::: EXTRACTED DATA :::

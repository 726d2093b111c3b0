//! Font descriptions and the metrics provider used by layout.
//!
//! [§ 10.8 Line height calculations](https://www.w3.org/TR/CSS2/visudet.html#line-height)
//!
//! "CSS assumes that every font has font metrics that specify a
//! characteristic height above the baseline and a depth below it."

use serde::Serialize;

/// [§ 3.2 'font-weight'](https://www.w3.org/TR/css-fonts-4/#font-weight-prop)
#[derive(Debug, Clone, Copy, PartialEq, Eq, Hash, Default, Serialize)]
pub enum FontWeight {
    /// 400
    #[default]
    Normal,
    /// 700
    Bold,
}

/// [§ 3.3 'font-style'](https://www.w3.org/TR/css-fonts-4/#font-style-prop)
#[derive(Debug, Clone, Copy, PartialEq, Eq, Hash, Default, Serialize)]
pub enum FontStyle {
    /// Upright glyphs.
    #[default]
    Normal,
    /// Italic or oblique glyphs.
    Italic,
}

/// A resolved font: device-pixel size, weight and style.
#[derive(Debug, Clone, Copy, PartialEq, Default, Serialize)]
pub struct FontSpec {
    /// Size in device pixels (zoom already applied).
    pub size: f32,
    /// Weight.
    pub weight: FontWeight,
    /// Style.
    pub style: FontStyle,
}

/// Abstract font-metrics provider.
///
/// Layout depends only on this trait; the concrete provider is chosen by the
/// embedder (a real font rasterizer, or [`ApproximateFontMetrics`]).
pub trait FontMetrics {
    /// Advance width of `text` set in `font`.
    fn measure(&self, text: &str, font: &FontSpec) -> f32;

    /// Distance from the baseline to the top of the tallest glyph (positive).
    fn ascent(&self, font: &FontSpec) -> f32;

    /// Distance from the baseline to the bottom of the lowest glyph (positive).
    fn descent(&self, font: &FontSpec) -> f32;

    /// Height of one line of text without leading.
    fn line_spacing(&self, font: &FontSpec) -> f32 {
        self.ascent(font) + self.descent(font)
    }
}

/// Approximate font metrics using fixed ratios.
///
/// Implementation note: Without access to actual font data, we use fixed
/// ratio approximations. The average advance width of Latin glyphs in a
/// proportional font is approximately 0.6× the font size (typical for
/// Helvetica/Arial body text), with the em box split 0.8 / 0.2 between
/// ascent and descent.
///
/// This is used as a fallback when no font is available, and in tests.
#[derive(Debug, Clone, Copy, Default)]
pub struct ApproximateFontMetrics;

impl FontMetrics for ApproximateFontMetrics {
    #[allow(clippy::cast_precision_loss)]
    fn measure(&self, text: &str, font: &FontSpec) -> f32 {
        const CHAR_WIDTH_RATIO: f32 = 0.6;
        text.chars().count() as f32 * font.size * CHAR_WIDTH_RATIO
    }

    fn ascent(&self, font: &FontSpec) -> f32 {
        font.size * 0.8
    }

    fn descent(&self, font: &FontSpec) -> f32 {
        font.size * 0.2
    }
}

:::

WORK REQUIRED: Line count for "Copy": report how many lines in the data above include it, with no other words.

ANSWER TO THIS TASK: 4